So I just always feel it’s so important to make all these connections and to understand that what links all these things together is power.  And it seems that the power structures are getting more desperate and are engaging in more desperate measures, and that could be an opportunity. I like to think that there’s an upside to all this, but it could be an opportunity that they will have so unveiled their illegitimacy that it won’t take that much more awakening for people to see that the emperor has no clothes, and that democracy is largely a fraud in this country.

But, for that I do wish that we had, not necessarily a leader like King who could kind of put all this together into sort of a more coherent vision, but I wish somehow we were able to, in the schools and from preschool to PhD programs, educate people about all of these inter-connections into a holistic picture of what we’re up against.

Perryman: And maybe King’s undoing is that he saw it, and not only saw it but also spoke it, and people were awakened to the magnitude of the injustice.

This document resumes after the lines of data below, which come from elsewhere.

#[cfg(test)]
mod tests {
    use super::*;
    use crate::assessment::AssessmentSequence;
    use crate::logging::{LoggingService, LogLevel, MemoryLogger};
    use crate::notify::EventLoggingHandler;
    use crate::requirements::{
        BaseRequirement, DerivedRequirement, InMemoryRequirementsManager, RequirementType,
    };
    use crate::test_support::{FnAssessment, RecordingHandler, TestDocument};
    use crate::types::{ContextReference, ResultStatus, TestStatus};
    use assert_matches::assert_matches;

    fn catalogue() -> InMemoryRequirementsManager {
        InMemoryRequirementsManager::new(vec![
            BaseRequirement::new("BR-1")
                .with_derived(DerivedRequirement::new("D1", RequirementType::Must))
                .with_derived(DerivedRequirement::new("D2", RequirementType::Must)),
            BaseRequirement::new("BR-2")
                .with_derived(DerivedRequirement::new("D3", RequirementType::Informational)),
            BaseRequirement::new("BR-3")
                .with_derived(DerivedRequirement::new("D4", RequirementType::Should)),
            BaseRequirement::new("BR-4"),
        ])
        .unwrap()
    }

    fn fail(test_id: &str) -> TestResult {
        TestResult::new(test_id, TestStatus::Fail, ContextReference::new("doc"))
    }

    #[test]
    fn test_fail_and_not_applicable_roll_up() {
        let builder = DefaultAssessmentResultBuilder::new();
        let sequence = AssessmentSequence::new();
        let a = FnAssessment::noop(&sequence, "a");
        let b = FnAssessment::noop(&sequence, "b");
        let document = TestDocument::new("doc");

        builder.add_test_result(&a, &document, "D1", fail("t1"));
        builder.assign_test_status(&b, &document, "D2", TestState::NotApplicable);
        builder.end().unwrap();
        let results = builder.build(&catalogue()).unwrap();

        assert_eq!(results.derived_requirement("D1").unwrap().status, ResultStatus::Fail);
        assert_eq!(
            results.derived_requirement("D2").unwrap().status,
            ResultStatus::NotApplicable
        );
        assert_eq!(results.base_requirement("BR-1").unwrap().status, ResultStatus::Fail);
    }

    #[test]
    fn test_tested_informational_without_results() {
        let builder = DefaultAssessmentResultBuilder::new();
        let sequence = AssessmentSequence::new();
        let a = FnAssessment::noop(&sequence, "a");

        builder.assign_test_status(&a, &TestDocument::new("doc"), "D3", TestState::Tested);
        builder.end().unwrap();
        let results = builder.build(&catalogue()).unwrap();

        assert_eq!(
            results.derived_requirement("D3").unwrap().status,
            ResultStatus::Informational
        );
    }

    #[test]
    fn test_untouched_requirements_default_to_not_tested() {
        let builder = DefaultAssessmentResultBuilder::new();
        builder.start();
        builder.end().unwrap();

        let results = builder.build(&catalogue()).unwrap();

        assert_eq!(results.derived_requirement("D4").unwrap().status, ResultStatus::NotTested);
        assert_eq!(results.base_requirement("BR-3").unwrap().status, ResultStatus::NotTested);
        assert_eq!(results.base_requirement("BR-4").unwrap().status, ResultStatus::NotTested);
    }

    #[test]
    fn test_state_escalation_is_order_independent() {
        let sequence = AssessmentSequence::new();
        let a = FnAssessment::noop(&sequence, "a");
        let document = TestDocument::new("doc");
        let orders = [
            [TestState::Tested, TestState::NotApplicable, TestState::NotTested],
            [TestState::NotTested, TestState::Tested, TestState::NotApplicable],
            [TestState::NotApplicable, TestState::NotTested, TestState::Tested],
        ];

        for order in orders {
            let builder = DefaultAssessmentResultBuilder::new();
            for state in order {
                builder.assign_test_status(&a, &document, "D4", state);
            }
            assert_eq!(builder.recorded_state("D4"), Some(TestState::Tested));
        }

        let builder = DefaultAssessmentResultBuilder::new();
        builder.assign_test_status(&a, &document, "D4", TestState::NotApplicable);
        builder.assign_test_status(&a, &document, "D4", TestState::NotTested);
        assert_eq!(builder.recorded_state("D4"), Some(TestState::NotApplicable));
    }

    #[test]
    fn test_out_of_scope_ignores_results() {
        let builder = DefaultAssessmentResultBuilder::new()
            .with_scope(RequirementScope::all().excluding("BR-1").excluding("D3"));
        let sequence = AssessmentSequence::new();
        let a = FnAssessment::noop(&sequence, "a");
        let document = TestDocument::new("doc");

        builder.add_test_result(&a, &document, "D1", fail("t1"));
        builder.add_test_result(&a, &document, "D3", fail("t2"));
        builder.end().unwrap();
        let results = builder.build(&catalogue()).unwrap();

        let br1 = results.base_requirement("BR-1").unwrap();
        assert_eq!(br1.status, ResultStatus::NotInScope);
        assert!(br1
            .derived_requirements
            .iter()
            .all(|d| d.status == ResultStatus::NotInScope));
        assert_eq!(results.derived_requirement("D3").unwrap().status, ResultStatus::NotInScope);
        assert_eq!(results.base_requirement("BR-2").unwrap().status, ResultStatus::NotInScope);
        assert_eq!(results.base_requirement("BR-3").unwrap().status, ResultStatus::NotTested);
    }

    #[test]
    fn test_lifecycle_protocol_errors() {
        let builder = DefaultAssessmentResultBuilder::new();
        assert_matches!(
            builder.build(&catalogue()),
            Err(ProtocolError::NotStarted { operation: "build" })
        );
        assert_matches!(builder.end(), Err(ProtocolError::NotStarted { operation: "end" }));

        builder.start();
        assert_matches!(builder.build(&catalogue()), Err(ProtocolError::NotEnded));

        builder.end().unwrap();
        assert_matches!(builder.end(), Err(ProtocolError::AlreadyEnded));

        assert!(builder.build(&catalogue()).is_ok());
        assert_matches!(builder.build(&catalogue()), Err(ProtocolError::AlreadyBuilt));
    }

    #[test]
    fn test_start_twice_keeps_first_timestamp() {
        let builder = DefaultAssessmentResultBuilder::new();
        builder.start();
        let first = builder.start_time().unwrap();
        std::thread::sleep(std::time::Duration::from_millis(5));

        builder.start();
        builder.assign_property("k", "v");

        assert_eq!(builder.start_time(), Some(first));
    }

    #[test]
    fn test_duplicate_targets_tolerated() {
        let handler = Arc::new(RecordingHandler::default());
        let builder = DefaultAssessmentResultBuilder::new().with_logging_handler(handler.clone());

        builder.add_assessment_target(&TestDocument::new("doc"));
        builder.add_assessment_target(&TestDocument::new("doc"));
        builder.add_assessment_target(&TestDocument::with_sources(
            "doc",
            vec![SourceInfo::new("elsewhere")],
        ));

        let subjects = builder.subjects();
        assert_eq!(subjects.len(), 1);
        assert_eq!(subjects[0].source_infos, vec![SourceInfo::new("doc")]);
        let duplicates: Vec<String> = handler
            .events()
            .into_iter()
            .filter(|e| e.starts_with("duplicate_target"))
            .collect();
        assert_eq!(duplicates, vec!["duplicate_target:doc:doc"]);
    }

    #[test]
    fn test_conflicting_target_logged_with_code() {
        let memory = Arc::new(MemoryLogger::new());
        let service = Arc::new(LoggingService::new(memory.clone(), LogLevel::Debug));
        let builder = DefaultAssessmentResultBuilder::new()
            .with_logging_handler(Arc::new(EventLoggingHandler::with_service(service)));

        builder.add_assessment_target(&TestDocument::new("doc"));
        builder.add_assessment_target(&TestDocument::with_sources(
            "doc",
            vec![SourceInfo::new("elsewhere")],
        ));

        let warnings = memory.get_events_with_code(codes::builder::DUPLICATE_TARGET);
        assert_eq!(warnings.len(), 1);
        assert!(warnings[0].is_warning());
    }

    #[test]
    fn test_properties_and_subjects_in_results() {
        let builder = DefaultAssessmentResultBuilder::new()
            .with_host(HostContext::new("h", "linux", "x86_64"));
        builder.add_assessment_target(&TestDocument::new("doc-a"));
        builder.add_assessment_target(&TestDocument::new("doc-b"));
        builder.assign_property("profile", "strict");
        builder.end().unwrap();

        let results = builder.build(&catalogue()).unwrap();

        assert_eq!(results.properties.get("profile").map(String::as_str), Some("strict"));
        assert_eq!(
            results.subjects.iter().map(|s| s.system_id.as_str()).collect::<Vec<_>>(),
            vec!["doc-a", "doc-b"]
        );
        assert_eq!(results.host.hostname, "h");
        assert!(results.start <= results.end);
    }

    #[test]
    fn test_lifecycle_notifications() {
        let handler = Arc::new(RecordingHandler::default());
        let builder = DefaultAssessmentResultBuilder::new().with_logging_handler(handler.clone());
        let sequence = AssessmentSequence::new();
        let a = FnAssessment::noop(&sequence, "a");

        builder.start();
        builder.assign_test_status(&a, &TestDocument::new("doc"), "D1", TestState::Tested);
        builder.end().unwrap();
        builder.build(&catalogue()).unwrap();

        assert_eq!(
            handler.events(),
            vec![
                "validation_started",
                "assign_test_status:D1:TESTED",
                "validation_ended",
                "producing_results",
                "completed_results",
            ]
        );
    }

    #[test]
    fn test_mutation_after_end_is_applied() {
        let builder = DefaultAssessmentResultBuilder::new();
        let sequence = AssessmentSequence::new();
        let a = FnAssessment::noop(&sequence, "a");
        builder.start();
        builder.end().unwrap();

        builder.add_test_result(&a, &TestDocument::new("doc"), "D1", fail("late"));

        assert!(builder.is_ended());
        assert_eq!(builder.recorded_results("D1").len(), 1);
    }

    #[test]
    fn test_concurrent_mutations_are_serialized() {
        let builder = Arc::new(DefaultAssessmentResultBuilder::new());
        let sequence = Arc::new(AssessmentSequence::new());
        let handles: Vec<_> = (0..8)
            .map(|i| {
                let builder = builder.clone();
                let sequence = sequence.clone();
                std::thread::spawn(move || {
                    let a = FnAssessment::noop(&sequence, "worker");
                    let document = TestDocument::new("doc");
                    for n in 0..50 {
                        let status = if (i + n) % 7 == 0 { TestStatus::Fail } else { TestStatus::Pass };
                        builder.add_test_result(
                            &a,
                            &document,
                            "D1",
                            TestResult::new(format!("t{}-{}", i, n), status, ContextReference::new("doc")),
                        );
                    }
                })
            })
            .collect();
        for handle in handles {
            handle.join().unwrap();
        }
        builder.end().unwrap();

        let results = builder.build(&catalogue()).unwrap();
        let d1 = results.derived_requirement("D1").unwrap();
        assert_eq!(d1.test_results.len(), 400);
        assert_eq!(d1.status, ResultStatus::Fail);
    }
}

Burns: Yes. He clearly saw it, and we’re seeing it more and more vividly every day. And he saw how it was all interwoven.

Perryman: They were connected

Burns: King was criticized by those who complained: “for how can you try to combine the Peace Movement and the Freedom Movement?” Well, there’s no hope for either of those movements unless they’re combined. And one of my favorite quotes is where King said that he refuses to segregate his moral concerns, and I just think that is just so vital. And yet that’s what we’re all brought up to do. When something happens like the police violence, the police murders, or whatever it is out there, those things have to be dealt with in a very powerful way. But yet, that’s only part of it. 

At the same time that we’re dealing with those immediate crimes, we also have to see how they’re tied in with all the rest of it and not lose sight of the forest for the tree.  We get too hung up on the tree, and we never seem to see the forest until a forest fire comes along. By then it’s too late.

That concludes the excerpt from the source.